* _TASK DETAILS_:
Repeat the entries exactly as they appear.

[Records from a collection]
[Start of Attachment]
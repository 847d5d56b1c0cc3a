use std::sync::LazyLock;

use regex::Regex;
use reqwest::Url;

use crate::shared::validation::ValidationError;

pub const MIN_SLUG_LEN: usize = 2;

/// Path prefix of a shared portfolio: `/p/:slug`.
pub const SHARE_PATH_PREFIX: &str = "/p/";

static SLUG_PATTERN: LazyLock<Regex> =
    LazyLock::new(|| Regex::new(r"^[a-z0-9-]+$").expect("slug pattern compiles"));

/// Trims, lowercases and turns every whitespace run into one hyphen.
///
/// `"  My Portfolio  "` becomes `"my-portfolio"`.
pub fn normalize_slug(raw: &str) -> String {
    raw.trim()
        .to_lowercase()
        .split_whitespace()
        .collect::<Vec<_>>()
        .join("-")
}

/// Checks an already normalized slug.
pub fn validate_slug(slug: &str) -> Result<(), ValidationError> {
    if slug.is_empty() {
        return Err(ValidationError::SlugRequired);
    }
    if !SLUG_PATTERN.is_match(slug) {
        return Err(ValidationError::SlugInvalidCharacters);
    }
    if slug.chars().count() < MIN_SLUG_LEN {
        return Err(ValidationError::SlugTooShort { min: MIN_SLUG_LEN });
    }
    Ok(())
}

pub fn share_path(slug: &str) -> String {
    format!("{}{}", SHARE_PATH_PREFIX, slug)
}

pub fn share_url(origin: &str, slug: &str) -> String {
    format!("{}{}", origin.trim_end_matches('/'), share_path(slug))
}

/// Where the slug of the portfolio to show comes from.
///
/// Precedence: route parameter, then `?slug=` query, then the configured default.
/// Empty values count as absent.
#[derive(Debug, Clone, Default, PartialEq, Eq)]
pub struct SlugRequest {
    pub route_param: Option<String>,
    pub query_param: Option<String>,
}

impl SlugRequest {
    /// Reads both sources from a location such as `/p/jane`, `/?slug=jane`
    /// or a full `https://host/p/jane?slug=other` URL.
    pub fn from_location(location: &str) -> Self {
        let Some(url) = parse_location(location) else {
            return Self::default();
        };

        let route_param = url.path_segments().and_then(|mut segments| {
            match (segments.next(), segments.next()) {
                (Some("p"), Some(slug)) if !slug.is_empty() => Some(decode_segment(slug)),
                _ => None,
            }
        });

        let query_param = url
            .query_pairs()
            .find(|(key, _)| key == "slug")
            .map(|(_, value)| value.into_owned())
            .filter(|s| !s.is_empty());

        Self {
            route_param,
            query_param,
        }
    }

    pub fn resolve(&self, default_slug: &str) -> String {
        non_empty(self.route_param.as_deref())
            .or_else(|| non_empty(self.query_param.as_deref()))
            .unwrap_or(default_slug)
            .to_string()
    }
}

fn non_empty(value: Option<&str>) -> Option<&str> {
    value.filter(|v| !v.trim().is_empty())
}

fn parse_location(location: &str) -> Option<Url> {
    let location = location.trim();
    if location.is_empty() {
        return None;
    }
    Url::parse(location).ok().or_else(|| {
        let base = Url::parse("http://local/").ok()?;
        base.join(location).ok()
    })
}

fn decode_segment(segment: &str) -> String {
    // Path segments stay percent-encoded in `Url`; `+` is literal in a path.
    String::from_utf8_lossy(&urlencoding::decode_binary(segment.as_bytes())).into_owned()
}
// src/config.rs
use std::env;
use std::path::PathBuf;
use std::time::Duration;

use crate::portfolio::domain::locale::{LocaleCode, UnknownLocale};

pub const DEFAULT_API_URL: &str = "http://localhost:10001";
pub const DEFAULT_SLUG: &str = "nguyen-huu-phuoc";
pub const DEFAULT_CREDENTIALS_PATH: &str = ".portfolio/auth.json";
pub const DEFAULT_HTTP_TIMEOUT_SECS: u64 = 15;

#[derive(Debug, Clone, PartialEq, Eq, thiserror::Error)]
pub enum ConfigError {
    #[error("PORTFOLIO_LOCALE: {0}")]
    Locale(#[from] UnknownLocale),

    #[error("Invalid {key} value '{value}'")]
    Invalid { key: &'static str, value: String },
}

/// Everything the client reads from the environment, resolved once at startup.
#[derive(Debug, Clone, PartialEq, Eq)]
pub struct AppConfig {
    /// Service origin without trailing slash; routes live under `{api_base_url}/api`.
    pub api_base_url: String,
    /// Shown when neither `/p/:slug` nor `?slug=` names a portfolio.
    pub default_slug: String,
    pub locale: LocaleCode,
    pub credentials_path: PathBuf,
    pub http_timeout: Duration,
}

impl Default for AppConfig {
    fn default() -> Self {
        Self {
            api_base_url: DEFAULT_API_URL.to_string(),
            default_slug: DEFAULT_SLUG.to_string(),
            locale: LocaleCode::En,
            credentials_path: PathBuf::from(DEFAULT_CREDENTIALS_PATH),
            http_timeout: Duration::from_secs(DEFAULT_HTTP_TIMEOUT_SECS),
        }
    }
}

impl AppConfig {
    /// Loads `.env.{RUST_ENV}` (falling back to `.env`), then reads the process environment.
    pub fn from_env() -> Result<Self, ConfigError> {
        let rust_env = env::var("RUST_ENV").unwrap_or_else(|_| "development".to_string());

        // Try .env.{environment} first, then fall back to .env
        let env_file = format!(".env.{}", rust_env);
        if dotenvy::from_filename(&env_file).is_err() {
            dotenvy::dotenv().ok();
        }

        Self::from_lookup(|key| env::var(key).ok())
    }

    /// Builds the config from any key lookup. Blank values count as unset.
    pub fn from_lookup<F>(lookup: F) -> Result<Self, ConfigError>
    where
        F: Fn(&str) -> Option<String>,
    {
        let read = |key: &str| lookup(key).map(|v| v.trim().to_string()).filter(|v| !v.is_empty());
        let defaults = Self::default();

        let api_base_url = read("PORTFOLIO_API_URL")
            .map(|url| url.trim_end_matches('/').to_string())
            .unwrap_or(defaults.api_base_url);

        let default_slug = read("PORTFOLIO_DEFAULT_SLUG").unwrap_or(defaults.default_slug);

        let locale = match read("PORTFOLIO_LOCALE") {
            Some(code) => code.parse::<LocaleCode>()?,
            None => defaults.locale,
        };

        let credentials_path = read("PORTFOLIO_CREDENTIALS_PATH")
            .map(PathBuf::from)
            .unwrap_or(defaults.credentials_path);

        let http_timeout = match read("PORTFOLIO_HTTP_TIMEOUT_SECS") {
            Some(value) => match value.parse::<u64>() {
                Ok(secs) if secs > 0 => Duration::from_secs(secs),
                _ => {
                    return Err(ConfigError::Invalid {
                        key: "PORTFOLIO_HTTP_TIMEOUT_SECS",
                        value,
                    })
                }
            },
            None => defaults.http_timeout,
        };

        Ok(Self {
            api_base_url,
            default_slug,
            locale,
            credentials_path,
            http_timeout,
        })
    }
}
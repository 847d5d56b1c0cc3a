use async_trait::async_trait;

use crate::auth::domain::entities::{AuthResponse, Credentials};
use crate::shared::api::ApiError;

/// External token issuer.
#[async_trait]
pub trait AuthApi: Send + Sync {
    async fn login(&self, credentials: &Credentials) -> Result<AuthResponse, ApiError>;

    async fn register(&self, credentials: &Credentials) -> Result<AuthResponse, ApiError>;
}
[End of Attachment]
* _TASK RESPONSE_:
repository 847d5d56b1c0cc3a
use std::sync::LazyLock;

use regex::Regex;
use reqwest::Url;

use crate::shared::validation::ValidationError;

pub const MIN_SLUG_LEN: usize = 2;

/// Path prefix of a shared portfolio: `/p/:slug`.
pub const SHARE_PATH_PREFIX: &str = "/p/";

static SLUG_PATTERN: LazyLock<Regex> =
    LazyLock::new(|| Regex::new(r"^[a-z0-9-]+$").expect("slug pattern compiles"));

/// Trims, lowercases and turns every whitespace run into one hyphen.
///
/// `"  My Portfolio  "` becomes `"my-portfolio"`.
pub fn normalize_slug(raw: &str) -> String {
    raw.trim()
        .to_lowercase()
        .split_whitespace()
        .collect::<Vec<_>>()
        .join("-")
}

/// Checks an already normalized slug.
pub fn validate_slug(slug: &str) -> Result<(), ValidationError> {
    if slug.is_empty() {
        return Err(ValidationError::SlugRequired);
    }
    if !SLUG_PATTERN.is_match(slug) {
        return Err(ValidationError::SlugInvalidCharacters);
    }
    if slug.chars().count() < MIN_SLUG_LEN {
        return Err(ValidationError::SlugTooShort { min: MIN_SLUG_LEN });
    }
    Ok(())
}

pub fn share_path(slug: &str) -> String {
    format!("{}{}", SHARE_PATH_PREFIX, slug)
}

pub fn share_url(origin: &str, slug: &str) -> String {
    format!("{}{}", origin.trim_end_matches('/'), share_path(slug))
}

/// Where the slug of the portfolio to show comes from.
///
/// Precedence: route parameter, then `?slug=` query, then the configured default.
/// Empty values count as absent.
#[derive(Debug, Clone, Default, PartialEq, Eq)]
pub struct SlugRequest {
    pub route_param: Option<String>,
    pub query_param: Option<String>,
}

impl SlugRequest {
    /// Reads both sources from a location such as `/p/jane`, `/?slug=jane`
    /// or a full `https://host/p/jane?slug=other` URL.
    pub fn from_location(location: &str) -> Self {
        let Some(url) = parse_location(location) else {
            return Self::default();
        };

        let route_param = url.path_segments().and_then(|mut segments| {
            match (segments.next(), segments.next()) {
                (Some("p"), Some(slug)) if !slug.is_empty() => Some(decode_segment(slug)),
                _ => None,
            }
        });

        let query_param = url
            .query_pairs()
            .find(|(key, _)| key == "slug")
            .map(|(_, value)| value.into_owned())
            .filter(|s| !s.is_empty());

        Self {
            route_param,
            query_param,
        }
    }

    pub fn resolve(&self, default_slug: &str) -> String {
        non_empty(self.route_param.as_deref())
            .or_else(|| non_empty(self.query_param.as_deref()))
            .unwrap_or(default_slug)
            .to_string()
    }
}

fn non_empty(value: Option<&str>) -> Option<&str> {
    value.filter(|v| !v.trim().is_empty())
}

fn parse_location(location: &str) -> Option<Url> {
    let location = location.trim();
    if location.is_empty() {
        return None;
    }
    Url::parse(location).ok().or_else(|| {
        let base = Url::parse("http://local/").ok()?;
        base.join(location).ok()
    })
}

fn decode_segment(segment: &str) -> String {
    // Path segments stay percent-encoded in `Url`; `+` is literal in a path.
    String::from_utf8_lossy(&urlencoding::decode_binary(segment.as_bytes())).into_owned()
}
// src/config.rs
use std::env;
use std::path::PathBuf;
use std::time::Duration;

use crate::portfolio::domain::locale::{LocaleCode, UnknownLocale};

pub const DEFAULT_API_URL: &str = "http://localhost:10001";
pub const DEFAULT_SLUG: &str = "nguyen-huu-phuoc";
pub const DEFAULT_CREDENTIALS_PATH: &str = ".portfolio/auth.json";
pub const DEFAULT_HTTP_TIMEOUT_SECS: u64 = 15;

#[derive(Debug, Clone, PartialEq, Eq, thiserror::Error)]
pub enum ConfigError {
    #[error("PORTFOLIO_LOCALE: {0}")]
    Locale(#[from] UnknownLocale),

    #[error("Invalid {key} value '{value}'")]
    Invalid { key: &'static str, value: String },
}

/// Everything the client reads from the environment, resolved once at startup.
#[derive(Debug, Clone, PartialEq, Eq)]
pub struct AppConfig {
    /// Service origin without trailing slash; routes live under `{api_base_url}/api`.
    pub api_base_url: String,
    /// Shown when neither `/p/:slug` nor `?slug=` names a portfolio.
    pub default_slug: String,
    pub locale: LocaleCode,
    pub credentials_path: PathBuf,
    pub http_timeout: Duration,
}

impl Default for AppConfig {
    fn default() -> Self {
        Self {
            api_base_url: DEFAULT_API_URL.to_string(),
            default_slug: DEFAULT_SLUG.to_string(),
            locale: LocaleCode::En,
            credentials_path: PathBuf::from(DEFAULT_CREDENTIALS_PATH),
            http_timeout: Duration::from_secs(DEFAULT_HTTP_TIMEOUT_SECS),
        }
    }
}

impl AppConfig {
    /// Loads `.env.{RUST_ENV}` (falling back to `.env`), then reads the process environment.
    pub fn from_env() -> Result<Self, ConfigError> {
        let rust_env = env::var("RUST_ENV").unwrap_or_else(|_| "development".to_string());

        // Try .env.{environment} first, then fall back to .env
        let env_file = format!(".env.{}", rust_env);
        if dotenvy::from_filename(&env_file).is_err() {
            dotenvy::dotenv().ok();
        }

        Self::from_lookup(|key| env::var(key).ok())
    }

    /// Builds the config from any key lookup. Blank values count as unset.
    pub fn from_lookup<F>(lookup: F) -> Result<Self, ConfigError>
    where
        F: Fn(&str) -> Option<String>,
    {
        let read = |key: &str| lookup(key).map(|v| v.trim().to_string()).filter(|v| !v.is_empty());
        let defaults = Self::default();

        let api_base_url = read("PORTFOLIO_API_URL")
            .map(|url| url.trim_end_matches('/').to_string())
            .unwrap_or(defaults.api_base_url);

        let default_slug = read("PORTFOLIO_DEFAULT_SLUG").unwrap_or(defaults.default_slug);

        let locale = match read("PORTFOLIO_LOCALE") {
            Some(code) => code.parse::<LocaleCode>()?,
            None => defaults.locale,
        };

        let credentials_path = read("PORTFOLIO_CREDENTIALS_PATH")
            .map(PathBuf::from)
            .unwrap_or(defaults.credentials_path);

        let http_timeout = match read("PORTFOLIO_HTTP_TIMEOUT_SECS") {
            Some(value) => match value.parse::<u64>() {
                Ok(secs) if secs > 0 => Duration::from_secs(secs),
                _ => {
                    return Err(ConfigError::Invalid {
                        key: "PORTFOLIO_HTTP_TIMEOUT_SECS",
                        value,
                    })
                }
            },
            None => defaults.http_timeout,
        };

        Ok(Self {
            api_base_url,
            default_slug,
            locale,
            credentials_path,
            http_timeout,
        })
    }
}
repository 847d5d56b1c0cc3a
use async_trait::async_trait;

use crate::auth::domain::entities::{AuthResponse, Credentials};
use crate::shared::api::ApiError;

/// External token issuer.
#[async_trait]
pub trait AuthApi: Send + Sync {
    async fn login(&self, credentials: &Credentials) -> Result<AuthResponse, ApiError>;

    async fn register(&self, credentials: &Credentials) -> Result<AuthResponse, ApiError>;
}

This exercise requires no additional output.